L’élément risible de notre traversée était une dame anglaise, qui, avec une volubilité rare, cherchait à chaque occasion à faire une conversation en français : elle n’était déjà plus dans la fleur de l’âge ; mais elle savait réparer ce défaut par une toilette très soignée, qui ne lui manqua pas un instant même sur le navire. Lorsqu’un peu tard, vers le matin, nous paraissions sur le pont, dans un état plus ou moins misérable, je l’y trouvais déjà établie dans un élégant négligé, et elle répondait joyeusement à mes plaintes, dans son large dialecte : Comment ! comment ! vous n’avez pas pu dormir ! Moi parfaitement, très comfortable, j’étais très chaudement couchée entre deux matelots, et je m’en porte à merveille. — Madame, dis-je, on comprend que vous ne craigniez pas la mer.

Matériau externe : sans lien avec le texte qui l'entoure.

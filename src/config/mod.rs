//! Configuration management for fx-engine
//!
//! Runtime settings for an engine instance: logging and step timeouts. The
//! module collection itself is code (`FxConfig`), not configuration.

use anyhow::Context;
use serde::{Deserialize, Serialize};
use std::path::Path;
use std::time::Duration;

use crate::utils::{EnvError, EnvOverrides};

/// Logging configuration
#[derive(Debug, Clone, Default, PartialEq, Eq, Serialize, Deserialize)]
pub struct LoggingConfig {
    /// Log filter (e.g. "info", "fx_engine=debug"); RUST_LOG takes precedence
    #[serde(default)]
    pub filter: Option<String>,

    /// Emit JSON lines (requires the `json-logging` feature)
    #[serde(default = "default_false")]
    pub json_format: bool,
}

/// Timeouts applied to user code run by the engine
///
/// `None` means no timeout.
#[derive(Debug, Clone, Default, PartialEq, Eq, Serialize, Deserialize)]
pub struct TimeoutConfig {
    /// Per capability factory and per module hook
    #[serde(default)]
    pub factory_timeout_seconds: Option<u64>,

    /// Per `on_start` / `on_stop` hook
    #[serde(default)]
    pub hook_timeout_seconds: Option<u64>,
}

impl TimeoutConfig {
    pub fn factory_timeout(&self) -> Option<Duration> {
        self.factory_timeout_seconds.map(Duration::from_secs)
    }

    pub fn hook_timeout(&self) -> Option<Duration> {
        self.hook_timeout_seconds.map(Duration::from_secs)
    }
}

fn default_false() -> bool {
    false
}

/// Engine configuration
#[derive(Debug, Clone, Default, PartialEq, Eq, Serialize, Deserialize)]
pub struct EngineConfig {
    /// Logging configuration
    #[serde(default)]
    pub logging: Option<LoggingConfig>,

    /// Step timeouts
    #[serde(default)]
    pub timeouts: TimeoutConfig,
}

impl EngineConfig {
    /// Load configuration from TOML file
    pub fn from_toml_file(path: &Path) -> anyhow::Result<Self> {
        let content = std::fs::read_to_string(path)
            .with_context(|| format!("Failed to read config file {}", path.display()))?;
        let config: EngineConfig = toml::from_str(&content)?;
        config.validate()?;
        Ok(config)
    }

    /// Load configuration from JSON file
    pub fn from_json_file(path: &Path) -> anyhow::Result<Self> {
        let content = std::fs::read_to_string(path)
            .with_context(|| format!("Failed to read config file {}", path.display()))?;
        let config: EngineConfig = serde_json::from_str(&content)?;
        config.validate()?;
        Ok(config)
    }

    /// Save configuration to JSON file
    pub fn to_json_file(&self, path: &Path) -> anyhow::Result<()> {
        let content = serde_json::to_string_pretty(self)?;
        std::fs::write(path, content)?;
        Ok(())
    }

    /// Override settings from `FX_LOG`, `FX_LOG_JSON`,
    /// `FX_FACTORY_TIMEOUT_SECS` and `FX_HOOK_TIMEOUT_SECS`
    pub fn apply_env_overrides(self) -> Result<Self, EnvError> {
        self.apply_overrides(&EnvOverrides::from_process())
    }

    /// Apply overrides read from `env`; a malformed value is an error
    pub fn apply_overrides<F>(mut self, env: &EnvOverrides<F>) -> Result<Self, EnvError>
    where
        F: Fn(&str) -> Option<String>,
    {
        if let Some(filter) = env.log_filter() {
            self.logging.get_or_insert_with(LoggingConfig::default).filter = Some(filter);
        }
        if let Some(json) = env.log_json()? {
            self.logging.get_or_insert_with(LoggingConfig::default).json_format = json;
        }
        if let Some(secs) = env.factory_timeout_seconds()? {
            self.timeouts.factory_timeout_seconds = Some(secs);
        }
        if let Some(secs) = env.hook_timeout_seconds()? {
            self.timeouts.hook_timeout_seconds = Some(secs);
        }
        Ok(self)
    }

    /// Validate configuration
    pub fn validate(&self) -> anyhow::Result<()> {
        if self.timeouts.factory_timeout_seconds == Some(0) {
            return Err(anyhow::anyhow!(
                "factory_timeout_seconds must be greater than 0 (omit it to disable the timeout)"
            ));
        }
        if self.timeouts.hook_timeout_seconds == Some(0) {
            return Err(anyhow::anyhow!(
                "hook_timeout_seconds must be greater than 0 (omit it to disable the timeout)"
            ));
        }
        Ok(())
    }
}
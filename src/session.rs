//! One playback/capture pair: open, configure, run both workers, and cycle
//! pause/resume on the control thread.

use std::sync::atomic::{AtomicBool, Ordering};
use std::thread;
use std::time::Instant;

use crate::alsa::{Pcm, State, Stream};
use crate::config::TestConfig;
use crate::device::DeviceId;
use crate::error::{Error, Result};
use crate::negotiate::{self, StreamFormat};
use crate::stream::PcmStream;
use crate::tone::Tone;
use crate::worker::{self, WorkerStats};

/// Result of exercising one device pair.
#[derive(Debug)]
pub struct PairReport {
    pub playback: String,
    pub capture: String,
    pub requested: u32,
    pub completed: u32,
    /// First pause/resume failure, if the cycle stopped early.
    pub cycle_error: Option<Error>,
    pub playback_worker: Result<WorkerStats>,
    pub capture_worker: Result<WorkerStats>,
}

impl PairReport {
    pub fn passed(&self) -> bool {
        self.completed == self.requested
            && self.cycle_error.is_none()
            && self.playback_worker.is_ok()
            && self.capture_worker.is_ok()
    }

    /// All the reasons this pair failed, in the order they happened.
    pub fn failures(&self) -> Vec<&Error> {
        [
            self.cycle_error.as_ref(),
            self.playback_worker.as_ref().err(),
            self.capture_worker.as_ref().err(),
        ]
        .into_iter()
        .flatten()
        .collect()
    }
}

/// Opens and configures both devices, then runs the pause/resume cycle.
///
/// Errors are setup failures; failures once streaming has started are
/// reported through [`PairReport`].
pub fn run_pair(playback: DeviceId, capture: DeviceId, config: &TestConfig) -> Result<PairReport> {
    let playback_name = playback.to_string();
    let capture_name = capture.to_string();

    let playback_pcm = Pcm::open(&playback_name, Stream::Playback, true)
        .map_err(|e| e.on_device(&playback_name))?;
    log::info!("Playback device {playback_name} opened successfully.");
    let capture_pcm = Pcm::open(&capture_name, Stream::Capture, true)
        .map_err(|e| e.on_device(&capture_name))?;
    log::info!("Capture device {capture_name} opened successfully.");

    let playback_layout =
        negotiate::configure(&playback_pcm).map_err(|e| e.on_device(&playback_name))?;
    let capture_layout =
        negotiate::configure(&capture_pcm).map_err(|e| e.on_device(&capture_name))?;

    playback_pcm
        .prepare()
        .map_err(|e| e.on_device(&playback_name))?;
    capture_pcm
        .prepare()
        .map_err(|e| e.on_device(&capture_name))?;
    log::info!("Playback and capture devices configured successfully.");

    let report = exercise(
        &playback_pcm,
        playback_layout,
        &capture_pcm,
        capture_layout,
        config,
    );

    drop(playback_pcm);
    drop(capture_pcm);
    log::info!("PCM devices closed.");

    Ok(report)
}

/// Runs the workers and the pause/resume cycle on already prepared streams.
pub fn exercise<S: PcmStream>(
    playback: &S,
    playback_layout: StreamFormat,
    capture: &S,
    capture_layout: StreamFormat,
    config: &TestConfig,
) -> PairReport {
    let stop = AtomicBool::new(false);
    let mut tone = Tone::new(playback_layout, config.tone);

    let (completed, cycle_error, playback_worker, capture_worker) = thread::scope(|s| {
        let playback_handle =
            s.spawn(|| worker::playback(playback, playback_layout, &mut tone, &stop));
        let capture_handle = s.spawn(|| worker::capture(capture, capture_layout, &stop));

        let (completed, cycle_error) = match cycle(playback, capture, config) {
            Ok(()) => (config.pause_count, None),
            Err((completed, err)) => (completed, Some(err)),
        };

        stop.store(true, Ordering::Release);
        let playback_worker = playback_handle
            .join()
            .unwrap_or(Err(Error::WorkerPanicked { worker: "playback" }));
        let capture_worker = capture_handle
            .join()
            .unwrap_or(Err(Error::WorkerPanicked { worker: "capture" }));

        (completed, cycle_error, playback_worker, capture_worker)
    });

    if let Ok(stats) = &playback_worker {
        log::debug!("playback {}: {stats:?}", playback.name());
    }
    if let Ok(stats) = &capture_worker {
        log::debug!("capture {}: {stats:?}", capture.name());
    }

    PairReport {
        playback: playback.name().to_string(),
        capture: capture.name().to_string(),
        requested: config.pause_count,
        completed,
        cycle_error,
        playback_worker,
        capture_worker,
    }
}

/// Pauses and resumes both streams `pause_count` times. On failure returns
/// the number of completed iterations with the error.
fn cycle<S: PcmStream>(
    playback: &S,
    capture: &S,
    config: &TestConfig,
) -> std::result::Result<(), (u32, Error)> {
    for iteration in 0..config.pause_count {
        let fail = |action: &'static str, device: &S, err: Error| {
            let err = Error::Cycle {
                action,
                device: device.name().to_string(),
                iteration,
                source: Box::new(err),
            };
            log::error!("{err}");
            (iteration, err)
        };

        wait_running(playback, config).map_err(|e| (iteration, e))?;
        wait_running(capture, config).map_err(|e| (iteration, e))?;

        playback
            .pause(true)
            .map_err(|e| fail("pausing playback device", playback, e))?;
        log::info!("Playback device {} paused at iteration {iteration}.", playback.name());
        capture
            .pause(true)
            .map_err(|e| fail("pausing capture device", capture, e))?;
        log::info!("Capture device {} paused at iteration {iteration}.", capture.name());

        thread::sleep(config.hold);

        playback
            .pause(false)
            .map_err(|e| fail("resuming playback device", playback, e))?;
        log::info!("Playback device {} resumed at iteration {iteration}.", playback.name());
        capture
            .pause(false)
            .map_err(|e| fail("resuming capture device", capture, e))?;
        log::info!("Capture device {} resumed at iteration {iteration}.", capture.name());
    }
    Ok(())
}

fn wait_running<S: PcmStream>(pcm: &S, config: &TestConfig) -> Result<()> {
    let started = Instant::now();
    while pcm.state() != State::Running {
        if started.elapsed() >= config.running_timeout {
            let err = Error::NotRunning {
                device: pcm.name().to_string(),
                waited_ms: started.elapsed().as_millis(),
            };
            log::error!("{err} (state {:?})", pcm.state());
            return Err(err);
        }
        thread::sleep(config.running_poll);
    }
    Ok(())
}

#[cfg(test)]
mod tests {
    use super::*;
    use crate::alsa::Format;
    use crate::worker::tests::code;

    use std::sync::atomic::AtomicU32;
    use std::time::Duration;

    /// Behaves like a hardware stream: starts on the first transfer, refuses
    /// I/O while paused.
    struct FakePcm {
        name: &'static str,
        started: AtomicBool,
        paused: AtomicBool,
        pauses: AtomicU32,
        /// Fail the n-th pause request (1-based).
        fail_pause: Option<u32>,
        fail_io: Option<i32>,
        never_runs: bool,
    }

    impl FakePcm {
        fn new(name: &'static str) -> Self {
            Self {
                name,
                started: AtomicBool::new(false),
                paused: AtomicBool::new(false),
                pauses: AtomicU32::new(0),
                fail_pause: None,
                fail_io: None,
                never_runs: false,
            }
        }

        fn transfer(&self, op: &'static str, frames: usize) -> Result<usize> {
            if let Some(c) = self.fail_io {
                return Err(code(op, c));
            }
            if self.paused.load(Ordering::SeqCst) {
                return Err(code(op, -libc::EAGAIN));
            }
            self.started.store(true, Ordering::SeqCst);
            thread::sleep(Duration::from_millis(1));
            Ok(frames)
        }
    }

    impl PcmStream for FakePcm {
        fn name(&self) -> &str {
            self.name
        }

        fn state(&self) -> State {
            if self.never_runs {
                State::Prepared
            } else if self.paused.load(Ordering::SeqCst) {
                State::Paused
            } else if self.started.load(Ordering::SeqCst) {
                State::Running
            } else {
                State::Prepared
            }
        }

        fn pause(&self, enable: bool) -> Result<()> {
            if enable {
                let n = self.pauses.fetch_add(1, Ordering::SeqCst) + 1;
                if self.fail_pause == Some(n) {
                    return Err(code("snd_pcm_pause", -libc::EBADFD));
                }
            }
            self.paused.store(enable, Ordering::SeqCst);
            Ok(())
        }

        fn wait(&self, _: i32) -> Result<bool> {
            thread::sleep(Duration::from_millis(1));
            Ok(true)
        }

        fn writei(&self, _: &[u8], frames: usize) -> Result<usize> {
            self.transfer("snd_pcm_writei", frames)
        }

        fn readi(&self, _: &mut [u8], frames: usize) -> Result<usize> {
            self.transfer("snd_pcm_readi", frames)
        }

        fn recover(&self, _: &Error) -> Result<()> {
            Ok(())
        }
    }

    fn layout(channels: u32) -> StreamFormat {
        StreamFormat {
            format: Format::S16LE,
            channels,
            rate: 48000,
        }
    }

    fn config(pause_count: u32) -> TestConfig {
        TestConfig {
            pause_count,
            hold: Duration::from_millis(1),
            running_poll: Duration::from_millis(1),
            running_timeout: Duration::from_secs(2),
            settle: Duration::ZERO,
            ..Default::default()
        }
    }

    #[test]
    fn every_cycle_completes() {
        let playback = FakePcm::new("hw:0,0");
        let capture = FakePcm::new("hw:0,1");

        let report = exercise(&playback, layout(2), &capture, layout(4), &config(5));
        assert!(report.passed(), "{:?}", report.failures());
        assert_eq!(report.completed, 5);
        assert_eq!(playback.pauses.load(Ordering::SeqCst), 5);
        assert_eq!(capture.pauses.load(Ordering::SeqCst), 5);
        assert!(report.playback_worker.as_ref().unwrap().periods > 0);
        assert!(report.capture_worker.as_ref().unwrap().periods > 0);
        assert!(!playback.paused.load(Ordering::SeqCst));
    }

    #[test]
    fn pause_failure_stops_the_cycle() {
        let playback = FakePcm {
            fail_pause: Some(3),
            ..FakePcm::new("hw:0,0")
        };
        let capture = FakePcm::new("hw:0,1");

        let report = exercise(&playback, layout(2), &capture, layout(2), &config(5));
        assert!(!report.passed());
        assert_eq!(report.completed, 2);
        let err = report.cycle_error.as_ref().unwrap();
        assert_eq!(err.code(), Some(-libc::EBADFD));
        assert!(err
            .to_string()
            .starts_with("pausing playback device hw:0,0 failed at iteration 2"));
        // workers still shut down cleanly
        assert!(report.playback_worker.is_ok());
        assert!(report.capture_worker.is_ok());
    }

    #[test]
    fn stream_that_never_runs_times_out() {
        let playback = FakePcm {
            never_runs: true,
            ..FakePcm::new("hw:0,0")
        };
        let capture = FakePcm::new("hw:0,1");
        let config = TestConfig {
            running_timeout: Duration::from_millis(20),
            ..config(3)
        };

        let report = exercise(&playback, layout(2), &capture, layout(2), &config);
        assert_eq!(report.completed, 0);
        assert!(matches!(report.cycle_error, Some(Error::NotRunning { .. })));
        assert_eq!(playback.pauses.load(Ordering::SeqCst), 0);
    }

    #[test]
    fn worker_failure_fails_the_pair() {
        let playback = FakePcm::new("hw:0,0");
        let capture = FakePcm {
            fail_io: Some(-libc::EIO),
            never_runs: true,
            ..FakePcm::new("hw:0,1")
        };
        let config = TestConfig {
            running_timeout: Duration::from_millis(50),
            ..config(2)
        };

        let report = exercise(&playback, layout(2), &capture, layout(2), &config);
        assert!(!report.passed());
        assert_eq!(report.capture_worker.as_ref().unwrap_err().code(), Some(-libc::EIO));
        assert_eq!(report.failures().len(), 2);
    }
}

Au milieu de la seconde nuit, nous jetâmes l’ancre près du pont de Londres, le plus fatal évènement qui puisse arriver à un voyageur, parce que la sévérité des douanes empêche de visiter le vaisseau avant dix heures du matin, heure à laquelle s’ouvrent les bureaux. Comme je ne voulais pas laisser mes domestiques allemands seuls avec ma voiture et mes bagages, et que j’avais également négligé de me procurer un logement et de me faire dispenser de la visite par mon ambassadeur, je fus forcé, dans l’état où je me trouvais, de passer la nuit dans une misérable taverne de matelots sur le rivage ; mais le lendemain je me servis avec succès de l’influence de la clé d’or, pour m’épargner une longue attente et des ennuis. Quelques douzaines de gants français, qui se trouvaient en toute innocence au milieu de mon linge, devinrent même invisibles, grâce à la vertu d’une guinée que je donnai.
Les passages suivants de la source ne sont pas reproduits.